4.7 Article

Genetic liability for bipolar disorder is characterized by excess frontal activation in response to a working memory task

期刊

BIOLOGICAL PSYCHIATRY
卷 64, 期 6, 页码 513-520

出版社

ELSEVIER SCIENCE INC
DOI: 10.1016/j.biopsych.2008.04.038

关键词

bipolar; fMRI; memory task; n-back; relatives

资金

  1. Medical Research Council (UK)
  2. Guy's & St Thomas' Charitable Foundation Research Studentship
  3. Medical Research Council [G0300977] Funding Source: researchfish
  4. MRC [G0300977] Funding Source: UKRI

向作者/读者索取更多资源

Background: There is evidence that patients with bipolar disorder have working memory deficits even during periods of euthymia. The neural basis of such deficits and its relationship with genetic risk remain unclear. We utilized functional magnetic resonance imaging (fMRI) to investigate neural activity in samples of bipolar disorder patients and their unaffected first-degree relatives while performing working memory tasks of increasing difficulty.
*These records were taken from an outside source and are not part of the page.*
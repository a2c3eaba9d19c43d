//! String-to-string transforms applied to single fields
//!
//! A conversion either produces a new value or fails with a [`StatusEntry`]
//! whose target is the breadcrumb of conversion titles leading to the
//! failing leaf.

mod text;

pub(crate) use text::replace as replace_text;

use crate::argument::{Argument, ArgumentMut, ArgumentSlot, ArgumentValue};
use crate::condition::{MatchResult, ValueCondition};
use crate::numeric::{self, ArithmeticOp, Numeric, NumericDomain};
use crate::pattern;
use crate::status::{ProcessStatus, StatusEntry};
use serde::{Deserialize, Serialize};

const MAX_DIGITS: i64 = 15;

/// Rounding flavour for [`ValueConversion::Round`]
#[derive(Debug, Clone, Copy, PartialEq, Eq, Serialize, Deserialize)]
#[serde(rename_all = "snake_case")]
pub enum RoundMode {
    /// Nearest, halves away from zero
    Round,
    /// Toward zero
    Truncate,
    /// Toward positive infinity
    Ceiling,
}

impl RoundMode {
    fn title(self) -> &'static str {
        match self {
            RoundMode::Round => "Round",
            RoundMode::Truncate => "Truncate",
            RoundMode::Ceiling => "Ceiling",
        }
    }

    fn apply(self, value: f64, digits: i64) -> f64 {
        let factor = 10f64.powi(digits.clamp(0, MAX_DIGITS) as i32);
        let scaled = value * factor;
        // Values this large are already integral
        if !scaled.is_finite() || value.abs() >= 2f64.powi(53) {
            return value;
        }
        let rounded = match self {
            RoundMode::Round => scaled.round(),
            RoundMode::Truncate => scaled.trunc(),
            RoundMode::Ceiling => scaled.ceil(),
        };
        rounded / factor
    }
}
//! Process-wide cache of compiled regular expressions
//!
//! Conditions and conversions evaluate the same pattern once per cell, so
//! compiled patterns are kept keyed by their source text and case mode.

use once_cell::sync::Lazy;
use regex::{Regex, RegexBuilder};
use std::collections::HashMap;
use std::sync::Mutex;

/// Compiled patterns kept per case mode before the cache is flushed
const CAPACITY: usize = 256;

#[derive(Default)]
struct Cache {
    sensitive: HashMap<String, Regex>,
    insensitive: HashMap<String, Regex>,
}

impl Cache {
    fn map(&mut self, case_sensitive: bool) -> &mut HashMap<String, Regex> {
        if case_sensitive {
            &mut self.sensitive
        } else {
            &mut self.insensitive
        }
    }
}

static CACHE: Lazy<Mutex<Cache>> = Lazy::new(|| Mutex::new(Cache::default()));

/// Compile `pattern`, reusing an earlier compilation when possible
pub fn compile(pattern: &str, case_sensitive: bool) -> Result<Regex, regex::Error> {
    let mut cache = CACHE.lock().unwrap_or_else(|poisoned| poisoned.into_inner());
    let map = cache.map(case_sensitive);
    if let Some(regex) = map.get(pattern) {
        return Ok(regex.clone());
    }

    let regex = RegexBuilder::new(pattern)
        .case_insensitive(!case_sensitive)
        .build()?;
    if map.len() >= CAPACITY {
        map.clear();
    }
    map.insert(pattern.to_string(), regex.clone());
    Ok(regex)
}

#[cfg(test)]
fn cached(case_sensitive: bool) -> usize {
    let mut cache = CACHE.lock().unwrap_or_else(|poisoned| poisoned.into_inner());
    cache.map(case_sensitive).len()
}

/// Validate a pattern, returning the compiler's message on failure
pub fn validate(pattern: &str) -> Result<(), String> {
    compile(pattern, true).map(|_| ()).map_err(|e| e.to_string())
}

#[cfg(test)]
mod tests {
    use super::*;

    #[test]
    fn test_compile_is_cached() {
        let a = compile(r"^\d+$", true).unwrap();
        let b = compile(r"^\d+$", true).unwrap();
        assert_eq!(a.as_str(), b.as_str());
        assert!(a.is_match("123"));
    }

    #[test]
    fn test_case_insensitive() {
        let re = compile("abc", false).unwrap();
        assert!(re.is_match("xABCx"));
        assert!(!compile("abc", true).unwrap().is_match("ABC"));
    }

    #[test]
    fn test_cache_is_bounded() {
        for i in 0..CAPACITY * 2 {
            let regex = compile(&format!("^bounded{}$", i), false).unwrap();
            assert!(regex.is_match(&format!("BOUNDED{}", i)));
            assert!(cached(false) <= CAPACITY);
        }
    }

    #[test]
    fn test_validate_invalid_pattern() {
        assert!(validate(r"[invalid").is_err());
        assert!(validate(r"^\d+$").is_ok());
    }
}
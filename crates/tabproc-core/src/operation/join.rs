//! Hash joins against another table
//!
//! Joined rows are the left row padded to the pre-join column count followed
//! by the right row without its key field. Keys compare as plain strings,
//! optionally case-folded.

use super::concat::promote_header;
use super::{non_negative, TableOperand};
use crate::argument::{Argument, ArgumentMut, ArgumentSlot, ArgumentValue};
use crate::condition::fold_case;
use crate::status::ProcessStatus;
use crate::table::Table;
use serde::{Deserialize, Serialize};
use std::collections::HashMap;

/// Which rows survive a join
#[derive(Debug, Clone, Copy, PartialEq, Eq)]
pub enum JoinKind {
    /// Only rows whose key exists on both sides
    Inner,
    /// Every left row, blank-padded when unmatched
    LeftOuter,
    /// Every left row plus every unmatched right row
    FullOuter,
}

/// Join parameters shared by all join kinds
#[derive(Debug, Clone, PartialEq, Serialize, Deserialize)]
pub struct Join {
    pub key_index: i64,
    pub target: TableOperand,
    pub target_key_index: i64,
    #[serde(default = "default_true")]
    pub case_sensitive: bool,
    /// Strip the key column from the joined result
    #[serde(default)]
    pub remove_key: bool,
}

fn default_true() -> bool {
    true
}

impl Default for Join {
    fn default() -> Self {
        Self {
            key_index: 0,
            target: TableOperand::default(),
            target_key_index: 0,
            case_sensitive: true,
            remove_key: false,
        }
    }
}

fn without(row: &[String], skip: usize) -> impl Iterator<Item = String> + '_ {
    row.iter()
        .enumerate()
        .filter(move |(i, _)| *i != skip)
        .map(|(_, v)| v.clone())
}

impl Join {
    pub(crate) fn verify(&self, status: &mut ProcessStatus) {
        if self.key_index < 0 {
            status.argument_error("key_index", "column index must not be negative");
        }
        if self.target_key_index < 0 {
            status.argument_error("target_key_index", "column index must not be negative");
        }
        self.target.verify(status);
    }

    fn fold(&self, key: &str) -> String {
        if self.case_sensitive {
            key.to_string()
        } else {
            fold_case(key)
        }
    }

    pub(crate) fn apply(&self, kind: JoinKind, table: &mut Table, status: &mut ProcessStatus) {
        let Some(key) = non_negative(self.key_index, "key_index", status) else {
            return;
        };
        let Some(target_key) = non_negative(self.target_key_index, "target_key_index", status)
        else {
            return;
        };
        let Some(other) = self.target.resolve(status) else {
            return;
        };

        let width = table.column_count();
        let source_rows = table.data_row_count();
        promote_header(table, other.header().is_some(), width);

        let mut index: HashMap<String, Vec<usize>> = HashMap::new();
        for (i, row) in other.data_rows().iter().enumerate() {
            let value = row.get(target_key).map_or("", String::as_str);
            index.entry(self.fold(value)).or_default().push(i);
        }

        let right = other.data_rows();
        let mut matched = vec![false; right.len()];
        let mut joined = Vec::new();
        for left in table.data_rows() {
            let value = left.get(key).map_or("", String::as_str);
            match index.get(&self.fold(value)) {
                Some(hits) => {
                    for &r in hits {
                        matched[r] = true;
                        let mut row = left.clone();
                        row.resize(width.max(row.len()), String::new());
                        row.extend(without(&right[r], target_key));
                        joined.push(row);
                    }
                }
                None if kind != JoinKind::Inner => {
                    let mut row = left.clone();
                    row.resize(width.max(row.len()), String::new());
                    joined.push(row);
                }
                None => {}
            }
        }
        if kind == JoinKind::FullOuter {
            for (_, row) in right.iter().enumerate().filter(|(r, _)| !matched[*r]) {
                let mut fresh = vec![String::new(); width];
                fresh.extend(without(row, target_key));
                joined.push(fresh);
            }
        }

        let offset = table.header_offset();
        let rows = table.rows_mut();
        rows.truncate(offset);
        if offset == 1 {
            let header = &mut rows[0];
            header.resize(width, String::new());
            if let Some(other_header) = other.header() {
                header.extend(without(other_header, target_key));
            }
        }
        rows.extend(joined);

        if self.remove_key {
            for row in rows.iter_mut() {
                if key < row.len() {
                    row.remove(key);
                }
            }
        }

        let result_rows = table.data_row_count();
        if result_rows == 0 && source_rows > 0 {
            status.warn("no matching records");
        } else {
            status.message(format!("joined into {} rows", result_rows));
        }
    }

    pub(crate) fn arguments(&self) -> Vec<Argument<'_>> {
        vec![
            Argument::new("key_index", ArgumentValue::Index(self.key_index)),
            Argument::new("target", ArgumentValue::Table(&self.target)),
            Argument::new("target_key_index", ArgumentValue::Index(self.target_key_index)),
            Argument::new("case_sensitive", ArgumentValue::Boolean(self.case_sensitive)),
            Argument::new("remove_key", ArgumentValue::Boolean(self.remove_key)),
        ]
    }

    pub(crate) fn arguments_mut(&mut self) -> Vec<ArgumentSlot<'_>> {
        vec![
            ArgumentSlot::new("key_index", ArgumentMut::Index(&mut self.key_index)),
            ArgumentSlot::new("target", ArgumentMut::Table(&mut self.target)),
            ArgumentSlot::new(
                "target_key_index",
                ArgumentMut::Index(&mut self.target_key_index),
            ),
            ArgumentSlot::new("case_sensitive", ArgumentMut::Boolean(&mut self.case_sensitive)),
            ArgumentSlot::new("remove_key", ArgumentMut::Boolean(&mut self.remove_key)),
        ]
    }
}

#[cfg(test)]
mod tests {
    use super::*;
    use std::rc::Rc;

    fn orders() -> Table {
        Table::from_str_rows(
            &[
                &["customer", "item"],
                &["1", "apple"],
                &["2", "pear"],
                &["1", "plum"],
                &["4", "fig"],
            ],
            true,
        )
    }

    fn customers() -> Rc<Table> {
        Rc::new(Table::from_str_rows(
            &[
                &["id", "name"],
                &["1", "ann"],
                &["2", "bob"],
                &["2", "bo"],
                &["3", "cid"],
            ],
            true,
        ))
    }

    fn join(target: Rc<Table>) -> Join {
        Join {
            target: TableOperand::bound("customers", target),
            ..Join::default()
        }
    }

    fn run(kind: JoinKind, join: &Join, table: &mut Table) -> ProcessStatus {
        let mut status = ProcessStatus::new();
        join.apply(kind, table, &mut status);
        table.normalize();
        status
    }

    #[test]
    fn test_inner_join_cross_product_within_key() {
        let mut table = orders();
        let status = run(JoinKind::Inner, &join(customers()), &mut table);
        assert!(status.is_success());
        // key 1: 2 left x 1 right, key 2: 1 left x 2 right
        assert_eq!(table.data_row_count(), 4);
        assert_eq!(table.rows()[0], vec!["customer", "item", "name"]);
        assert_eq!(table.rows()[1], vec!["1", "apple", "ann"]);
        assert_eq!(table.rows()[2], vec!["2", "pear", "bob"]);
        assert_eq!(table.rows()[3], vec!["2", "pear", "bo"]);
        assert_eq!(table.rows()[4], vec!["1", "plum", "ann"]);
    }

    #[test]
    fn test_left_outer_keeps_unmatched_left() {
        let mut table = orders();
        run(JoinKind::LeftOuter, &join(customers()), &mut table);
        assert_eq!(table.data_row_count(), 5);
        assert_eq!(table.rows()[5], vec!["4", "fig", ""]);
    }

    #[test]
    fn test_full_outer_adds_unmatched_right() {
        let mut table = orders();
        run(JoinKind::FullOuter, &join(customers()), &mut table);
        assert_eq!(table.data_row_count(), 6);
        assert_eq!(table.rows()[6], vec!["", "", "cid"]);
    }

    #[test]
    fn test_remove_key() {
        let mut table = orders();
        let mut join = join(customers());
        join.remove_key = true;
        run(JoinKind::Inner, &join, &mut table);
        assert_eq!(table.rows()[0], vec!["item", "name"]);
        assert_eq!(table.rows()[1], vec!["apple", "ann"]);
    }

    #[test]
    fn test_full_outer_remove_key_strips_blank_left_key() {
        let mut table = orders();
        let mut join = join(customers());
        join.remove_key = true;
        run(JoinKind::FullOuter, &join, &mut table);
        assert_eq!(table.data_row_count(), 6);
        assert_eq!(table.rows()[0], vec!["item", "name"]);
        assert_eq!(table.rows()[5], vec!["fig", ""]);
        assert_eq!(table.rows()[6], vec!["", "cid"]);
    }

    #[test]
    fn test_headerless_target_pads_left_header_only() {
        let mut table = Table::from_str_rows(&[&["customer"], &["1", "apple"]], true);
        let target = Rc::new(Table::from_str_rows(&[&["1", "ann"], &["2", "bob"]], false));
        let mut status = ProcessStatus::new();
        join(target).apply(JoinKind::Inner, &mut table, &mut status);
        assert!(table.has_header());
        assert_eq!(table.rows()[0], vec!["customer", ""]);
        assert_eq!(table.rows()[1], vec!["1", "apple", "ann"]);
        assert_eq!(table.data_row_count(), 1);
    }

    #[test]
    fn test_case_insensitive_keys() {
        let mut table = Table::from_str_rows(&[&["ABC", "x"]], false);
        let target = Rc::new(Table::from_str_rows(&[&["abc", "y"]], false));
        let mut join = join(target);
        let status = run(JoinKind::Inner, &join, &mut table.clone());
        assert_eq!(status.warnings[0].message, "no matching records");

        join.case_sensitive = false;
        run(JoinKind::Inner, &join, &mut table);
        assert_eq!(table.rows()[0], vec!["ABC", "x", "y"]);
    }

    #[test]
    fn test_headerless_left_gets_blank_header() {
        let mut table = Table::from_str_rows(&[&["1", "apple"]], false);
        run(JoinKind::Inner, &join(customers()), &mut table);
        assert!(table.has_header());
        assert_eq!(table.rows()[0], vec!["", "", "name"]);
        assert_eq!(table.rows()[1], vec!["1", "apple", "ann"]);
    }

    #[test]
    fn test_short_left_rows_pad_before_right_fields() {
        let mut table = Table::from_str_rows(&[&["k", "a", "b"], &["1"]], false);
        let target = Rc::new(Table::from_str_rows(&[&["1", "r"]], false));
        run(JoinKind::Inner, &join(target), &mut table);
        assert_eq!(table.data_row_count(), 1);
        assert_eq!(table.rows()[0], vec!["1", "", "", "r"]);
    }
}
Methods: Twenty remitted bipolar I disorder patients, 20 of their unaffected first-degree relatives, and 20 healthy volunteers were recruited and successfully completed scanning. Subjects participated in fMRI scans consisting of an n-back working memory task with three stages of increasing difficulty (1-back, 2-back, and 3-back), alternating with a baseline attention task. Groups were analyzed separately to produce brain activation maps, and a group-by-task analysis of variance (ANOVA) with post hoc comparisons was completed. Results: Patients performed more poorly online than control subjects and relatives on the 2-back and 3-back tasks. The group-by-task ANOVA demonstrated a significantly altered region of neural activity involving a cluster located in the left frontal pole/ventrolateral gyrus. Post hoc analyses demonstrated that this cluster was accounted for by significantly greater activation in relatives compared with control subjects for the 2-back task. Patients demonstrated a trend to significantly greater activation than control subjects in the same cluster during 1-back performance. Conclusions: Left prefrontal hyperactivation during working memory is associated with genetic liability for bipolar disorder and represents a potential neurobiological endophenotype for the illness.